5. The torque distribution method according to claim 1, characterized in that the torque distribution method comprises

If the heat provided by the thermal management system cannot meet the heating requirement of the vehicle, and the vehicle distributes the torque of each driving motor according to the second torque distribution mode, and also cannot meet the heating requirement of the vehicle, calculating the distribution coefficient of the second torque distribution mode according to the maximum heating power of the electric drive system.

6. The torque distribution method according to claim 1, wherein the vehicle includes a battery, the vehicle state information includes a battery charge amount, a battery temperature, and a battery charge-discharge power, and the acquiring the vehicle state information includes:

acquiring the battery electric quantity, the battery temperature and the battery charge and discharge power;

the determining whether the vehicle has a high-power driving requirement according to the vehicle state information comprises:

and if the battery electric quantity is higher than a first threshold value, the battery temperature is lower than a second threshold value and the battery charge-discharge power is lower than a third threshold value, judging that the vehicle has a high-power driving requirement.

7. The torque distribution method according to claim 1, wherein the vehicle includes a battery, and the determining whether the heat provided by the thermal management system satisfies the heating demand of the vehicle corresponding to the high-power drive demand or the charging demand includes:

detecting a first heat provided by the thermal management system at the current moment in real time, and calculating a second heat required by the battery at the current moment;

if the first heat is lower than the second heat, judging that the heat provided by the thermal management system cannot meet the heating requirement of the vehicle.

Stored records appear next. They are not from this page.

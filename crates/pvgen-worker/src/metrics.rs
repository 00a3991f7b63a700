//! Prometheus metrics for the worker.

use std::net::SocketAddr;
use std::time::Duration;

use metrics::{counter, histogram};
use metrics_exporter_prometheus::{BuildError, PrometheusBuilder};

/// Start the Prometheus exporter, serving `/metrics` on `port`.
///
/// Must be called from within the tokio runtime.
pub fn init_metrics(port: u16) -> Result<(), BuildError> {
    let addr = SocketAddr::from(([0, 0, 0, 0], port));
    PrometheusBuilder::new().with_http_listener(addr).install()
}

/// Metric names as constants for consistency.
pub mod names {
    pub const JOBS_RECEIVED_TOTAL: &str = "pvgen_jobs_received_total";
    pub const JOBS_COMPLETED_TOTAL: &str = "pvgen_jobs_completed_total";
    pub const JOBS_FAILED_TOTAL: &str = "pvgen_jobs_failed_total";
    pub const JOB_DURATION_SECONDS: &str = "pvgen_job_duration_seconds";
    pub const RENDER_DURATION_SECONDS: &str = "pvgen_render_duration_seconds";
    pub const SCRIPT_FIXES_TOTAL: &str = "pvgen_script_fixes_total";
    pub const ENTRIES_DISCARDED_TOTAL: &str = "pvgen_queue_entries_discarded_total";
    pub const LOOP_ERRORS_TOTAL: &str = "pvgen_loop_errors_total";
}

pub fn record_job_received() {
    counter!(names::JOBS_RECEIVED_TOTAL).increment(1);
}

pub fn record_job_completed(duration: Duration) {
    counter!(names::JOBS_COMPLETED_TOTAL).increment(1);
    histogram!(names::JOB_DURATION_SECONDS).record(duration.as_secs_f64());
}

pub fn record_job_failed(kind: &'static str, duration: Duration) {
    counter!(names::JOBS_FAILED_TOTAL, "kind" => kind).increment(1);
    histogram!(names::JOB_DURATION_SECONDS).record(duration.as_secs_f64());
}

/// Time the renderer process ran, whatever its outcome.
pub fn record_render_duration(duration: Duration) {
    histogram!(names::RENDER_DURATION_SECONDS).record(duration.as_secs_f64());
}

pub fn record_script_fix(fix: &'static str) {
    counter!(names::SCRIPT_FIXES_TOTAL, "fix" => fix).increment(1);
}

pub fn record_entry_discarded() {
    counter!(names::ENTRIES_DISCARDED_TOTAL).increment(1);
}

pub fn record_loop_error(kind: &'static str) {
    counter!(names::LOOP_ERRORS_TOTAL, "kind" => kind).increment(1);
}
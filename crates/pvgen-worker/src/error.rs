//! Worker error types.

use thiserror::Error;

use pvgen_models::InvalidJobId;
use pvgen_queue::QueueError;
use pvgen_render::RenderError;

pub type WorkerResult<T> = Result<T, WorkerError>;

#[derive(Debug, Error)]
pub enum WorkerError {
    /// The job itself is unusable; recorded on the job, never retried.
    #[error("{0}")]
    InvalidInput(String),

    #[error("Malformed queue entry: {0}")]
    MalformedEntry(String),

    #[error("Job task failed: {0}")]
    JobPanicked(String),

    #[error("Configuration error: {0}")]
    ConfigError(String),

    #[error(transparent)]
    Render(#[from] RenderError),

    #[error("Queue error: {0}")]
    Queue(#[from] QueueError),
}

impl From<InvalidJobId> for WorkerError {
    fn from(e: InvalidJobId) -> Self {
        Self::InvalidInput(e.to_string())
    }
}

impl WorkerError {
    pub fn invalid_input(msg: impl Into<String>) -> Self {
        Self::InvalidInput(msg.into())
    }

    pub fn malformed_entry(msg: impl Into<String>) -> Self {
        Self::MalformedEntry(msg.into())
    }

    pub fn config_error(msg: impl Into<String>) -> Self {
        Self::ConfigError(msg.into())
    }

    /// Short label used for metrics.
    pub fn kind(&self) -> &'static str {
        match self {
            WorkerError::InvalidInput(_) => "invalid_input",
            WorkerError::MalformedEntry(_) => "malformed_entry",
            WorkerError::JobPanicked(_) => "panicked",
            WorkerError::ConfigError(_) => "config",
            WorkerError::Render(e) => e.kind(),
            WorkerError::Queue(_) => "queue",
        }
    }

    /// The store could not be reached. Repeats of these are log-suppressed.
    pub fn is_connectivity(&self) -> bool {
        matches!(self, WorkerError::Queue(e) if e.is_connectivity())
    }
}
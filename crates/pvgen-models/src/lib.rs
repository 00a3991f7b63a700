//! Shared data models for the pvgen render worker.
//!
//! This crate provides Serde-serializable types for:
//! - Job identifiers and queue entries
//! - Job status and the polled job record

pub mod job;
pub mod job_status;

// Re-export common types
pub use job::{InvalidJobId, JobId, JobPayload, QueueEntry};
pub use job_status::{JobRecord, JobStatus, StatusUpdate, TerminalConflict};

8. A torque distribution device for a vehicle, the vehicle comprising a thermal management system and an electric drive system including a plurality of drive motors, the torque distribution device comprising:

the acquisition module is used for acquiring vehicle state information;

the first judging module is used for judging whether the vehicle has a high-power driving requirement and a charging requirement according to the vehicle state information, wherein the high-power driving requirement indicates that the output power of the electric drive system exceeds a preset power threshold;

the second judging module is used for judging whether the heat provided by the thermal management system meets the heating requirement of the vehicle corresponding to the high-power driving requirement and/or the charging requirement if the vehicle has the high-power driving requirement and/or the charging requirement;

the control module is used for controlling the vehicle to distribute the torque of each driving motor according to a first torque distribution mode if the heat provided by the thermal management system meets the heating requirement of the vehicle; when the vehicle is in the first torque distribution mode, the efficiency of the electric drive system is higher than a first preset threshold value; if the heat provided by the thermal management system cannot meet the heating requirement of the vehicle, controlling the vehicle to distribute the torque of each driving motor according to a second torque distribution mode so as to meet the heating requirement of the vehicle; and when the vehicle is in the second torque distribution mode, the efficiency of the electric drive system is lower than a second preset threshold value.

9. A vehicle characterized in that it comprises the torque distribution device of the vehicle of claim 8.

10. A non-transitory computer readable storage medium containing a computer program, wherein the computer program, when executed by one or more processors, implements the torque distribution method of the vehicle of any of claims 1-7.